At the same time, he noted the obstinacy of the unions in the negotiation process saying that the city could not realistically negotiate with a "stone wall."
Rhodes' decision is a critical milestone. He said pensions, like any contract, can be cut, adding that a provision in the Michigan Constitution protecting public pensions isn't a bulletproof shield in a bankruptcy.
The city says pension funds are short by $3.5 billion. Anxious retirees drawing less than $20,000 a year have appeared in court and put an anguished face on the case. Despite his finding, Rhodes cautioned everyone that he won't automatically approve pension cuts that could be part of Detroit's eventual plan to get out of bankruptcy.
Orr, a bankruptcy expert, was appointed in March under a Michigan law that allows a governor to send a manager to distressed cities, townships or school districts. A manager has extraordinary powers to reshape local finances without interference from elected officials. But by July, Orr and Gov. Rick Snyder decided bankruptcy was Detroit's best option.

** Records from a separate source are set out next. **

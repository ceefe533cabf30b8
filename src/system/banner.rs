use std::io::IsTerminal;

use crossterm::style::{Color, Stylize};

const BANNER_LINES: [&str; 7] = [
    " █████╗ ██╗██████╗ ███████╗ ██████╗ ██████╗ ██████╗ ███████╗",
    "██╔══██╗██║██╔══██╗██╔════╝██╔════╝██╔═══██╗██╔══██╗██╔════╝",
    "███████║██║██████╔╝███████╗██║     ██║   ██║██████╔╝█████╗  ",
    "██╔══██║██║██╔══██╗╚════██║██║     ██║   ██║██╔═══╝ ██╔══╝  ",
    "██║  ██║██║██║  ██║███████║╚██████╗╚██████╔╝██║     ███████╗",
    "╚═╝  ╚═╝╚═╝╚═╝  ╚═╝╚══════╝ ╚═════╝ ╚═════╝ ╚═╝     ╚══════╝",
    "                                                            ",
];

const COLOR_START: (u8, u8, u8) = (0x38, 0xbd, 0xf8);
const COLOR_MID: (u8, u8, u8) = (0x22, 0xd3, 0xee);
const COLOR_END: (u8, u8, u8) = (0x22, 0xc5, 0x5e);
const SUBTITLE_RGB: (u8, u8, u8) = (0x22, 0xd3, 0xee);

pub(crate) fn print_cli_banner(no_color: bool) {
    let use_color = !no_color && std::io::stdout().is_terminal();
    let denom = BANNER_LINES.len().saturating_sub(1);
    for (idx, line) in BANNER_LINES.iter().enumerate() {
        if use_color {
            let (r, g, b) = tri_gradient_rgb(COLOR_START, COLOR_MID, COLOR_END, idx, denom);
            println!("{}", line.with(Color::Rgb { r, g, b }));
        } else {
            println!("{line}");
        }
    }

    let description = format!(
        "airscope v{} | {} | environmental monitoring",
        env!("CARGO_PKG_VERSION"),
        env!("CARGO_PKG_LICENSE")
    );
    if use_color {
        println!(
            "{}",
            description.with(Color::Rgb {
                r: SUBTITLE_RGB.0,
                g: SUBTITLE_RGB.1,
                b: SUBTITLE_RGB.2,
            })
        );
    } else {
        println!("{description}");
    }
}

fn tri_gradient_rgb(
    start: (u8, u8, u8),
    mid: (u8, u8, u8),
    end: (u8, u8, u8),
    idx: usize,
    denom: usize,
) -> (u8, u8, u8) {
    let denom = denom.max(1);
    let half = denom / 2;
    if idx <= half {
        gradient_rgb(start, mid, idx, half)
    } else {
        gradient_rgb(
            mid,
            end,
            idx.saturating_sub(half),
            denom.saturating_sub(half),
        )
    }
}

fn gradient_rgb(start: (u8, u8, u8), end: (u8, u8, u8), idx: usize, denom: usize) -> (u8, u8, u8) {
    let denom = i32::try_from(denom.max(1)).unwrap_or(1);
    let idx = i32::try_from(idx).unwrap_or(0).clamp(0, denom);
    let lerp = |a: u8, b: u8| -> u8 {
        let a = i32::from(a);
        let b = i32::from(b);
        let value = b
            .checked_sub(a)
            .and_then(|delta| delta.checked_mul(idx))
            .and_then(|scaled| scaled.checked_div(denom))
            .and_then(|step| a.checked_add(step))
            .unwrap_or(a);
        u8::try_from(value.clamp(0, 255)).unwrap_or(0)
    };
    (
        lerp(start.0, end.0),
        lerp(start.1, end.1),
        lerp(start.2, end.2),
    )
}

Detroit, a manufacturing hub that offered good-paying, blue-collar jobs, peaked at 1.8 million residents in 1950 but has lost more than a million since then. Tax revenue in a city that is larger in square miles than Manhattan, Boston and San Francisco combined can't reliably cover pensions, retiree health insurance and buckets of debt sold to keep the budget afloat.
Donors have written checks for new police cars and ambulances. A new agency has been created to revive tens of thousands of streetlights that are dim or simply broken after years of vandalism and mismanagement.
While downtown and Midtown are experiencing a rebirth, even apartments with few vacancies, many traditional neighborhoods are scarred with blight and burned-out bungalows.
Besides financial challenges, Detroit has an unflattering reputation as a dangerous place. In early November, five people were killed in two unrelated shootings just a few days apart. Police Chief James Craig, who arrived last summer, said he was almost carjacked in an unmarked car.
CNBC.com and CNBC's Scott Cohn contributed to this report, as did Reuters.